··· Entries provided
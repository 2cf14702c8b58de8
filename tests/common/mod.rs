use std::net::SocketAddr;

use reqwest::{Client, StatusCode};
use sqlx::SqlitePool;
use tempfile::TempDir;

use buzon::config::Config;
use buzon::sinks::SinkPaths;

/// A running test server backed by a fresh temporary data directory and
/// SQLite database.
pub struct TestApp {
    pub addr: SocketAddr,
    pub client: Client,
    pub pool: SqlitePool,
    pub sinks: SinkPaths,
    // Held so the temporary storage outlives the test.
    _storage: TempDir,
}

impl TestApp {
    pub fn url(&self, path: &str) -> String {
        format!("http://{}{}", self.addr, path)
    }

    /// Make a GET request, return (body, status).
    pub async fn get(&self, path: &str) -> (String, StatusCode) {
        let resp = self
            .client
            .get(self.url(path))
            .send()
            .await
            .expect("get request failed");
        let status = resp.status();
        let body = resp.text().await.unwrap_or_default();
        (body, status)
    }

    /// Post the contact form, return (body, status).
    pub async fn submit(&self, nombre: &str, correo: &str, mensaje: &str) -> (String, StatusCode) {
        let resp = self
            .client
            .post(self.url("/enviar"))
            .form(&[("nombre", nombre), ("correo", correo), ("mensaje", mensaje)])
            .send()
            .await
            .expect("submit request failed");
        let status = resp.status();
        let body = resp.text().await.unwrap_or_default();
        (body, status)
    }

    pub fn read_txt(&self) -> String {
        std::fs::read_to_string(&self.sinks.txt).expect("read txt sink")
    }

    pub fn read_json(&self) -> serde_json::Value {
        let raw = std::fs::read_to_string(&self.sinks.json).expect("read json sink");
        serde_json::from_str(&raw).expect("parse json sink")
    }

    pub fn read_csv(&self) -> String {
        std::fs::read_to_string(&self.sinks.csv).expect("read csv sink")
    }

    pub async fn usuario_count(&self) -> i64 {
        buzon::db::usuario::count(&self.pool).await.expect("count usuarios")
    }
}

/// Spawn a test app on a random port with freshly bootstrapped storage.
pub async fn spawn_app() -> TestApp {
    let storage = TempDir::new().expect("create temp storage dir");
    let data_dir = storage.path().join("datos");
    let database_path = storage.path().join("database").join("usuarios.db");

    let config = Config {
        host: "127.0.0.1".parse().unwrap(),
        port: 0, // unused, we bind to a random port
        data_dir: data_dir.clone(),
        database_path: database_path.clone(),
        log_level: "warn".to_string(),
    };

    let sinks = SinkPaths::new(&data_dir);
    sinks.ensure().expect("bootstrap sink files");

    let pool = buzon::db::connect(&database_path)
        .await
        .expect("open test database");
    buzon::db::usuario::bootstrap(&pool)
        .await
        .expect("create tables");

    let app = buzon::build_app(pool.clone(), &config);

    let listener = tokio::net::TcpListener::bind("127.0.0.1:0")
        .await
        .expect("bind to random port");
    let addr = listener.local_addr().unwrap();

    tokio::spawn(async move {
        axum::serve(listener, app).await.expect("server failed");
    });

    let client = Client::builder()
        .redirect(reqwest::redirect::Policy::none())
        .build()
        .unwrap();

    TestApp {
        addr,
        client,
        pool,
        sinks,
        _storage: storage,
    }
}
······
_What to produce_.
Restate each line above word for word.

_Exercise output_.
repository 2cf14702c8b58de8
filename tests/common/mod.rs
use std::net::SocketAddr;

use reqwest::{Client, StatusCode};
use sqlx::SqlitePool;
use tempfile::TempDir;

use buzon::config::Config;
use buzon::sinks::SinkPaths;

/// A running test server backed by a fresh temporary data directory and
/// SQLite database.
pub struct TestApp {
    pub addr: SocketAddr,
    pub client: Client,
    pub pool: SqlitePool,
    pub sinks: SinkPaths,
    // Held so the temporary storage outlives the test.
    _storage: TempDir,
}

impl TestApp {
    pub fn url(&self, path: &str) -> String {
        format!("http://{}{}", self.addr, path)
    }

    /// Make a GET request, return (body, status).
    pub async fn get(&self, path: &str) -> (String, StatusCode) {
        let resp = self
            .client
            .get(self.url(path))
            .send()
            .await
            .expect("get request failed");
        let status = resp.status();
        let body = resp.text().await.unwrap_or_default();
        (body, status)
    }

    /// Post the contact form, return (body, status).
    pub async fn submit(&self, nombre: &str, correo: &str, mensaje: &str) -> (String, StatusCode) {
        let resp = self
            .client
            .post(self.url("/enviar"))
            .form(&[("nombre", nombre), ("correo", correo), ("mensaje", mensaje)])
            .send()
            .await
            .expect("submit request failed");
        let status = resp.status();
        let body = resp.text().await.unwrap_or_default();
        (body, status)
    }

    pub fn read_txt(&self) -> String {
        std::fs::read_to_string(&self.sinks.txt).expect("read txt sink")
    }

    pub fn read_json(&self) -> serde_json::Value {
        let raw = std::fs::read_to_string(&self.sinks.json).expect("read json sink");
        serde_json::from_str(&raw).expect("parse json sink")
    }

    pub fn read_csv(&self) -> String {
        std::fs::read_to_string(&self.sinks.csv).expect("read csv sink")
    }

    pub async fn usuario_count(&self) -> i64 {
        buzon::db::usuario::count(&self.pool).await.expect("count usuarios")
    }
}

/// Spawn a test app on a random port with freshly bootstrapped storage.
pub async fn spawn_app() -> TestApp {
    let storage = TempDir::new().expect("create temp storage dir");
    let data_dir = storage.path().join("datos");
    let database_path = storage.path().join("database").join("usuarios.db");

    let config = Config {
        host: "127.0.0.1".parse().unwrap(),
        port: 0, // unused, we bind to a random port
        data_dir: data_dir.clone(),
        database_path: database_path.clone(),
        log_level: "warn".to_string(),
    };

    let sinks = SinkPaths::new(&data_dir);
    sinks.ensure().expect("bootstrap sink files");

    let pool = buzon::db::connect(&database_path)
        .await
        .expect("open test database");
    buzon::db::usuario::bootstrap(&pool)
        .await
        .expect("create tables");

    let app = buzon::build_app(pool.clone(), &config);

    let listener = tokio::net::TcpListener::bind("127.0.0.1:0")
        .await
        .expect("bind to random port");
    let addr = listener.local_addr().unwrap();

    tokio::spawn(async move {
        axum::serve(listener, app).await.expect("server failed");
    });

    let client = Client::builder()
        .redirect(reqwest::redirect::Policy::none())
        .build()
        .unwrap();

    TestApp {
        addr,
        client,
        pool,
        sinks,
        _storage: storage,
    }
}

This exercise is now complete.